Parallel scavenging distributes scavenging work across multiple helper threads and the main thread.

Major GC #

Major GC in V8 starts with concurrent marking. As the heap approaches a dynamically computed limit, concurrent marking tasks are started. The helpers are each given a number of pointers to follow, and they mark each object they find as they follow all references from discovered objects. Concurrent marking happens entirely in the background while JavaScript is executing on the main thread. Write barriers are used to keep track of new references between objects that JavaScript creates while the helpers are marking concurrently.

The major GC uses concurrent marking and sweeping, and parallel compaction and pointer updating.

When the concurrent marking is finished, or we reach the dynamic allocation limit, the main thread performs a quick marking finalization step. The main thread pause begins during this phase. This represents the total pause time of the major GC. The main thread scans the roots once again, to ensure that all live objects are marked, and then along with a number of helpers, starts parallel compaction and pointer updating. Not all pages in old-space are eligible for compaction — those that aren’t will be swept using the free-lists mentioned earlier. The main thread starts concurrent sweeping tasks during the pause. These run concurrently to the parallel compaction tasks and to the main thread itself — they can continue even when JavaScript is running on the main thread.

Idle-time GC #

Users of JavaScript don’t have direct access to the garbage collector; it is totally implementation-defined. V8 does however provide a mechanism for the embedder to trigger garbage collection, even if the JavaScript program itself can’t. The GC can post ‘Idle Tasks’ which are optional work that would eventually be triggered anyway. Embedders like Chrome might have some notion of free or idle time. For example in Chrome, at 60 frames per second, the browser has approximately 16.6 ms to render each frame of an animation. If the animation work is completed early, Chrome can choose to run some of these idle tasks that the GC has created in the spare time before the next frame.

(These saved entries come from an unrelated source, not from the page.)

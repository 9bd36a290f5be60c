//! Differential evolution (`best1bin`) over a box.
//!
//! The population lives in the unit cube and is mapped into the bounds for
//! evaluation. Trial vectors for a whole generation are drawn from one
//! seeded RNG before any of them is evaluated, so results are identical for
//! every worker count.

use log::debug;
use rand::{rngs::StdRng, Rng, SeedableRng};
use rayon::prelude::*;
use serde::{Deserialize, Serialize};
use vantage_core::Real;

use crate::sampling::{latin_hypercube, scale_to_bounds, scale_to_unit};
use crate::OptimError;

#[derive(Debug, Clone, Serialize, Deserialize)]
#[serde(default)]
pub struct DeOptions {
    /// Population size is `popsize * dim`.
    pub popsize: usize,
    /// Differential weight is drawn uniformly from this range every
    /// generation (dithering).
    pub mutation: (Real, Real),
    /// Crossover probability.
    pub recombination: Real,
    /// Relative convergence tolerance on the population energy spread.
    pub tol: Real,
    /// Absolute convergence tolerance on the population energy spread.
    pub atol: Real,
    pub max_generations: usize,
    pub seed: u64,
    /// `1` evaluates serially, `0` uses the global rayon pool, any other
    /// value a dedicated pool of that many threads.
    pub workers: usize,
}

impl Default for DeOptions {
    fn default() -> Self {
        Self {
            popsize: 15,
            mutation: (0.5, 1.0),
            recombination: 0.7,
            tol: 0.01,
            atol: 0.0,
            max_generations: 100,
            seed: 0x5EED,
            workers: 1,
        }
    }
}

#[derive(Debug, Clone)]
pub struct DeResult {
    /// Best point found, in bound coordinates.
    pub x: Vec<Real>,
    /// Objective at `x`.
    pub fun: Real,
    pub generations: usize,
    pub evaluations: usize,
    /// The energy spread fell under the tolerance before the generation cap.
    pub converged: bool,
}

fn validate(bounds: &[(Real, Real)]) -> Result<(), OptimError> {
    for (dim, &(lo, hi)) in bounds.iter().enumerate() {
        if !(lo.is_finite() && hi.is_finite() && lo < hi) {
            return Err(OptimError::InvalidBounds { dim, lo, hi });
        }
    }
    if bounds.is_empty() {
        return Err(OptimError::InvalidBounds {
            dim: 0,
            lo: Real::NAN,
            hi: Real::NAN,
        });
    }
    Ok(())
}

fn evaluate<F>(
    objective: &F,
    pop: &[Vec<Real>],
    bounds: &[(Real, Real)],
    parallel: bool,
) -> Vec<Real>
where
    F: Fn(&[Real]) -> Real + Sync,
{
    let energy = |u: &Vec<Real>| {
        let e = objective(&scale_to_bounds(u, bounds));
        if e.is_finite() {
            e
        } else {
            Real::INFINITY
        }
    };
    if parallel {
        pop.par_iter().map(energy).collect()
    } else {
        pop.iter().map(energy).collect()
    }
}

fn argmin(values: &[Real]) -> usize {
    values
        .iter()
        .enumerate()
        .fold((0, Real::INFINITY), |(bi, bv), (i, &v)| if v < bv { (i, v) } else { (bi, bv) })
        .0
}

fn spread_converged(energies: &[Real], tol: Real, atol: Real) -> bool {
    if energies.iter().any(|e| !e.is_finite()) {
        return false;
    }
    let n = energies.len() as Real;
    let mean = energies.iter().sum::<Real>() / n;
    let var = energies.iter().map(|e| (e - mean).powi(2)).sum::<Real>() / n;
    var.sqrt() <= atol + tol * mean.abs()
}

/// Pick `k` distinct indices from `0..n`, all different from `exclude`.
fn distinct_indices<R: Rng>(rng: &mut R, n: usize, exclude: usize, k: usize) -> Vec<usize> {
    let mut out = Vec::with_capacity(k);
    while out.len() < k {
        let c = rng.random_range(0..n);
        if c != exclude && !out.contains(&c) {
            out.push(c);
        }
    }
    out
}

/// Minimize `objective` over `bounds` with `best1bin` differential evolution.
///
/// `x0`, when given, replaces the first member of the initial Latin
/// hypercube population (clamped into the bounds). Non-finite objective
/// values rank as `+∞`.
pub fn differential_evolution<F>(
    objective: F,
    bounds: &[(Real, Real)],
    x0: Option<&[Real]>,
    opts: &DeOptions,
) -> Result<DeResult, OptimError>
where
    F: Fn(&[Real]) -> Real + Sync,
{
    validate(bounds)?;
    match opts.workers {
        0 | 1 => run(&objective, bounds, x0, opts, opts.workers == 0),
        n => {
            let pool = rayon::ThreadPoolBuilder::new()
                .num_threads(n)
                .build()
                .map_err(|e| OptimError::WorkerPool(e.to_string()))?;
            pool.install(|| run(&objective, bounds, x0, opts, true))
        }
    }
}

fn run<F>(
    objective: &F,
    bounds: &[(Real, Real)],
    x0: Option<&[Real]>,
    opts: &DeOptions,
    parallel: bool,
) -> Result<DeResult, OptimError>
where
    F: Fn(&[Real]) -> Real + Sync,
{
    let dim = bounds.len();
    let np = (opts.popsize * dim).max(5);
    let mut rng = StdRng::seed_from_u64(opts.seed);

    let mut pop = latin_hypercube(np, dim, &mut rng);
    if let Some(x0) = x0.filter(|x| x.len() == dim) {
        pop[0] = scale_to_unit(x0, bounds);
    }
    let mut energies = evaluate(objective, &pop, bounds, parallel);
    let mut evaluations = np;
    let mut best = argmin(&energies);

    let (f_lo, f_hi) = opts.mutation;
    let mut generations = 0;
    let mut converged = false;
    while generations < opts.max_generations {
        generations += 1;
        let f = if f_hi > f_lo {
            rng.random_range(f_lo..f_hi)
        } else {
            f_lo
        };

        let trials: Vec<Vec<Real>> = (0..np)
            .map(|i| {
                let r = distinct_indices(&mut rng, np, i, 2);
                let fill = rng.random_range(0..dim);
                (0..dim)
                    .map(|j| {
                        if j == fill || rng.random::<Real>() < opts.recombination {
                            let v = pop[best][j] + f * (pop[r[0]][j] - pop[r[1]][j]);
                            if (0.0..=1.0).contains(&v) {
                                v
                            } else {
                                rng.random::<Real>()
                            }
                        } else {
                            pop[i][j]
                        }
                    })
                    .collect()
            })
            .collect();

        let trial_energies = evaluate(objective, &trials, bounds, parallel);
        evaluations += np;
        for (i, (trial, e)) in trials.into_iter().zip(trial_energies).enumerate() {
            if e <= energies[i] {
                pop[i] = trial;
                energies[i] = e;
            }
        }
        best = argmin(&energies);

        if spread_converged(&energies, opts.tol, opts.atol) {
            converged = true;
            break;
        }
    }

    if !energies[best].is_finite() {
        return Err(OptimError::NoFiniteEvaluation { evaluations });
    }
    debug!(
        "differential evolution: f={:.6} after {} generations ({} evaluations, converged={})",
        energies[best], generations, evaluations, converged
    );
    Ok(DeResult {
        x: scale_to_bounds(&pop[best], bounds),
        fun: energies[best],
        generations,
        evaluations,
        converged,
    })
}

#[cfg(test)]
mod tests {
    use super::*;

    fn sphere(x: &[Real]) -> Real {
        x.iter().map(|v| (v - 1.0).powi(2)).sum()
    }

    #[test]
    fn finds_sphere_minimum() {
        let bounds = [(-5.0, 5.0), (-5.0, 5.0), (-5.0, 5.0)];
        let opts = DeOptions {
            tol: 1e-8,
            max_generations: 300,
            ..Default::default()
        };
        let res = differential_evolution(sphere, &bounds, None, &opts).unwrap();
        assert!(res.fun < 1e-4, "f = {}", res.fun);
        for v in &res.x {
            assert!((v - 1.0).abs() < 1e-2);
        }
    }

    #[test]
    fn parallel_matches_serial() {
        let bounds = [(-3.0, 3.0), (-3.0, 3.0)];
        let opts = DeOptions {
            max_generations: 20,
            ..Default::default()
        };
        let serial = differential_evolution(sphere, &bounds, None, &opts).unwrap();
        let parallel = differential_evolution(
            sphere,
            &bounds,
            None,
            &DeOptions {
                workers: 2,
                ..opts.clone()
            },
        )
        .unwrap();
        assert_eq!(serial.x, parallel.x);
        assert_eq!(serial.evaluations, parallel.evaluations);
    }

    #[test]
    fn rejects_inverted_bounds() {
        let err = differential_evolution(sphere, &[(1.0, -1.0)], None, &DeOptions::default())
            .unwrap_err();
        assert!(matches!(err, OptimError::InvalidBounds { dim: 0, .. }));
    }

    #[test]
    fn never_finite_objective_is_an_error() {
        let opts = DeOptions {
            max_generations: 3,
            ..Default::default()
        };
        let err = differential_evolution(|_: &[Real]| Real::NAN, &[(0.0, 1.0)], None, &opts)
            .unwrap_err();
        assert!(matches!(err, OptimError::NoFiniteEvaluation { .. }));
    }

    #[test]
    fn seed_point_is_kept_when_optimal() {
        let bounds = [(-5.0, 5.0), (-5.0, 5.0)];
        let opts = DeOptions {
            max_generations: 1,
            ..Default::default()
        };
        let res = differential_evolution(sphere, &bounds, Some(&[1.0, 1.0]), &opts).unwrap();
        assert!(res.fun < 1e-12);
    }
}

Idle GC makes use of free time on the main thread to perform GC work proactively.

For more details, refer to our in-depth publication on idle-time GC.

Takeaways #

The garbage collector in V8 has come a long way since its inception. Adding parallel, incremental and concurrent techniques to the existing GC was a multi-year effort, but has paid off, moving a lot of work to background tasks. It has drastically improved pause times, latency, and page load, making animation, scrolling, and user interaction much smoother. The parallel Scavenger has reduced the main thread young generation garbage collection total time by about 20%–50%, depending on the workload. Idle-time GC can reduce Gmail’s JavaScript heap memory by 45% when it is idle. Concurrent marking and sweeping has reduced pause times in heavy WebGL games by up to 50%.

But the work here is not finished. Reducing garbage collection pause times is still important for giving users the best experience on the web, and we are looking into even more advanced techniques. On top of that, Blink (the renderer in Chrome) also has a garbage collector (called Oilpan), and we are doing work to improve cooperation between the two collectors and to port some of the new techniques from Orinoco to Oilpan.

Most developers don’t need to think about the GC when developing JavaScript programs, but understanding some of the internals can help you to think about memory usage and helpful programming patterns. For example, with the generational structure of the V8 heap, short-lived objects are actually very cheap from the garbage collector’s perspective, as we only pay for objects that survive the collection. These sorts of patterns work well for many garbage-collected languages, not just JavaScript.